New California Law Attacks Mandatory Arbitration Again … But Is It More Bark Than Bite?
California has joined a number of states in passing legislation purporting to prohibit mandatory arbitration agreements for sexual harassment and other claims. Such laws have gained popularity in the wake of the #MeToo movement, but are subject to challenge under Federal Arbitration Act (FAA) preemption principles.
(See our articles on other such state laws: Illinois Enacts Workplace Harassment Law, Creating New and Expanded Obligations for Employers; New Jersey Prohibits Enforcement of Non-Disclosure Provisions in Settlement Agreements, Other Contracts; New York Expands Harassment Laws; and Washington State Enacts New Laws Addressing Sexual Harassment in the Workplace.)
Under Assembly Bill 51, signed by Governor Gavin Newsom on October 10, 2019, California employers might be prohibited from requiring employees to sign new mandatory arbitration agreements concerning disputes arising under the California Fair Employment and Housing Act (FEHA) or California Labor Code — that is, if the FAA does not apply.
The new law, codified as California Labor Code section 432.6, prohibits employers from conditioning employment or some other employment-related benefit on an employee’s consent to waive rights, forums, or procedures for alleged violations of the FEHA or California Labor Code. It also prohibits employers from threatening, terminating, or otherwise retaliating or discriminating against employees or applicants because of their refusal to waive any rights, forums, or procedures for alleged FEHA or California Labor Code violations. It makes clear that even voluntary opt-out clauses in mandatory arbitration agreements will not be enough to escape the new law’s restrictions.
More Bark Than Bite? Prospective Application, FAA Carve-Out, Preemption
The new law is of limited application in three important ways. First, it applies only to contracts executed, modified, or extended on or after January 1, 2020. Thus, arbitration agreements already in existence appear to enjoy the benefit of a grandfather provision.
Second, and perhaps most important, the new law carves out arbitration agreements — mandatory or voluntary — that otherwise are enforceable under the FAA. It expressly provides, “[n]othing in [the law] is intended to invalidate a written arbitration agreement that is otherwise enforceable under the Federal Arbitration Act[.]” That means that if an arbitration agreement is valid under the FAA, the new law will not operate to invalidate it. The fact is that most arbitration agreements are enforceable under the FAA.

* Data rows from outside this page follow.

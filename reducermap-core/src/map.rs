//! Handler map and its builder.
//!
//! The map is assembled once with [`HandlerMapBuilder`] and is read-only
//! afterwards, so it can be shared by reference with every cycle.

use crate::{
    action::Payload,
    entry::{Element, HandlerEntry},
    error::ReducerError,
    handler::{IntoPartial, SharedHandler, handler},
    meta::Meta,
    resolver,
};
use serde_json::Value;
use std::{collections::HashMap, fmt};

/// Handlers keyed by action type, plus the optional `pre`/`post` interceptors.
///
/// The interceptors are separate fields, so an action type named `"pre"` or
/// `"post"` is an ordinary entry.
///
/// # Example
/// ```ignore
/// let map = HandlerMap::builder()
///     .on("add", |s: &State, p: &Payload, _: &Meta<'_>| { ... })
///     .sequence("reset", vec![Element::Handler(clear), Element::from(json!({"keep": ["id"]}))])
///     .post(|s: &State, _: &Payload, _: &Meta<'_>| { ... })
///     .build();
/// ```
pub struct HandlerMap<S, P = Payload> {
    entries: HashMap<String, HandlerEntry<S, P>>,
    pre: Option<SharedHandler<S, P>>,
    post: Option<SharedHandler<S, P>>,
}

impl<S, P> HandlerMap<S, P> {
    /// Start building a map.
    pub fn builder() -> HandlerMapBuilder<S, P> {
        HandlerMapBuilder::new()
    }

    /// The entry registered for `kind`.
    pub fn get(&self, kind: &str) -> Option<&HandlerEntry<S, P>> {
        self.entries.get(kind)
    }

    /// The interceptor run before every cycle's handlers.
    pub fn pre(&self) -> Option<&SharedHandler<S, P>> {
        self.pre.as_ref()
    }

    /// The interceptor run after every cycle's handlers.
    pub fn post(&self) -> Option<&SharedHandler<S, P>> {
        self.post.as_ref()
    }

    /// Registered action types, sorted.
    pub fn kinds(&self) -> Vec<&str> {
        let mut kinds: Vec<_> = self.entries.keys().map(String::as_str).collect();
        kinds.sort_unstable();
        kinds
    }

    /// Get the number of registered action types.
    pub fn len(&self) -> usize {
        self.entries.len()
    }

    /// Check if no action type is registered.
    pub fn is_empty(&self) -> bool {
        self.entries.is_empty()
    }

    /// Plan every entry ahead of dispatch and report the first shape fault,
    /// in sorted action-type order.
    ///
    /// A map that validates can still fault at dispatch for unregistered
    /// action types.
    pub fn validate(&self) -> Result<(), ReducerError> {
        for kind in self.kinds() {
            resolver::resolve(kind, self.get(kind))?;
        }
        Ok(())
    }
}

impl<S, P> fmt::Debug for HandlerMap<S, P> {
    fn fmt(&self, f: &mut fmt::Formatter<'_>) -> fmt::Result {
        f.debug_struct("HandlerMap")
            .field("kinds", &self.kinds())
            .field("pre", &self.pre.is_some())
            .field("post", &self.post.is_some())
            .finish()
    }
}

/// Builder for constructing a [`HandlerMap`].
///
/// Registering the same action type twice keeps the later entry.
pub struct HandlerMapBuilder<S, P = Payload> {
    entries: HashMap<String, HandlerEntry<S, P>>,
    pre: Option<SharedHandler<S, P>>,
    post: Option<SharedHandler<S, P>>,
}

impl<S, P> HandlerMapBuilder<S, P> {
    /// Create a new empty builder.
    pub fn new() -> Self {
        Self {
            entries: HashMap::new(),
            pre: None,
            post: None,
        }
    }

    /// Register an entry (mutable version).
    pub fn insert(&mut self, kind: impl Into<String>, entry: impl Into<HandlerEntry<S, P>>) {
        self.entries.insert(kind.into(), entry.into());
    }

    /// Register an entry.
    pub fn entry(mut self, kind: impl Into<String>, entry: impl Into<HandlerEntry<S, P>>) -> Self {
        self.insert(kind, entry);
        self
    }

    /// Register a sequence of elements.
    pub fn sequence(self, kind: impl Into<String>, elements: Vec<Element<S, P>>) -> Self {
        self.entry(kind, HandlerEntry::Sequence(elements))
    }

    /// Register an entry described by a raw JSON value.
    ///
    /// Arrays become sequences of raw elements; anything else is a
    /// malformed entry that faults when dispatched.
    pub fn entry_value(self, kind: impl Into<String>, value: Value) -> Self {
        self.entry(kind, HandlerEntry::from(value))
    }

    /// Set the `pre` interceptor from a shared handler.
    pub fn pre_handler(mut self, pre: SharedHandler<S, P>) -> Self {
        self.pre = Some(pre);
        self
    }

    /// Set the `post` interceptor from a shared handler.
    pub fn post_handler(mut self, post: SharedHandler<S, P>) -> Self {
        self.post = Some(post);
        self
    }

    /// Build the immutable map.
    pub fn build(self) -> HandlerMap<S, P> {
        HandlerMap {
            entries: self.entries,
            pre: self.pre,
            post: self.post,
        }
    }

    /// Build the map, rejecting it if any entry is malformed.
    pub fn build_validated(self) -> Result<HandlerMap<S, P>, ReducerError> {
        let map = self.build();
        map.validate()?;
        Ok(map)
    }
}

impl<S: 'static, P: 'static> HandlerMapBuilder<S, P> {
    /// Register a single closure handler.
    pub fn on<F, R>(self, kind: impl Into<String>, f: F) -> Self
    where
        F: Fn(&S, &P, &Meta<'_, P>) -> R + Send + Sync + 'static,
        R: IntoPartial<S>,
    {
        self.entry(kind, handler(f))
    }

    /// Set the `pre` interceptor. It never sees `meta.dispatch`.
    pub fn pre<F, R>(self, f: F) -> Self
    where
        F: Fn(&S, &P, &Meta<'_, P>) -> R + Send + Sync + 'static,
        R: IntoPartial<S>,
    {
        self.pre_handler(handler(f))
    }

    /// Set the `post` interceptor. It never sees `meta.dispatch`.
    pub fn post<F, R>(self, f: F) -> Self
    where
        F: Fn(&S, &P, &Meta<'_, P>) -> R + Send + Sync + 'static,
        R: IntoPartial<S>,
    {
        self.post_handler(handler(f))
    }
}

impl<S, P> Default for HandlerMapBuilder<S, P> {
    fn default() -> Self {
        Self::new()
    }
}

Finally, even without the express FAA carve-out language, the new law also is of limited impact because it is subject to FAA preemption. The FAA generally provides that written agreements to arbitrate must be enforced in accordance with their terms, subject to limited exceptions. The U.S. Supreme Court repeatedly has held that state laws purporting to obstruct enforcement of arbitration agreements — even those that are “mandatory” conditions of employment — are preempted by the FAA. See AT&T Mobility LLC v. Concepcion, 563 U.S. 333, 341 (2011) (“When state law prohibits outright the arbitration of a particular type of claim, the analysis is straightforward: The conflicting rule is displaced by the FAA.”). In fact, earlier this year, the U.S. District Court for the Southern District of New York struck down New York’s similar ban on mandatory arbitration agreements (which also included the federal law carve-out) on FAA preemption grounds. Latif v. Morgan Stanley & Co. LLC, et al., No. 1:18-cv-11528 (S.D.N.Y. June 26, 2019). (See our article, Federal Arbitration Act Preempts New York’s Bar on Agreements to Arbitrate Sexual Harassment Claims, Court Rules.)
Once challenged, the California law may face a similar fate. Indeed, recognizing the obstacle of FAA preemption, former Governor Jerry Brown twice vetoed previous versions of the law, Assembly Bill 465 in 2015 and Assembly Bill 3080 in 2018, both of which also attempted to ban mandatory arbitration agreements for certain claims. Those bills did not include the new law’s carve-out for agreements enforceable under the FAA.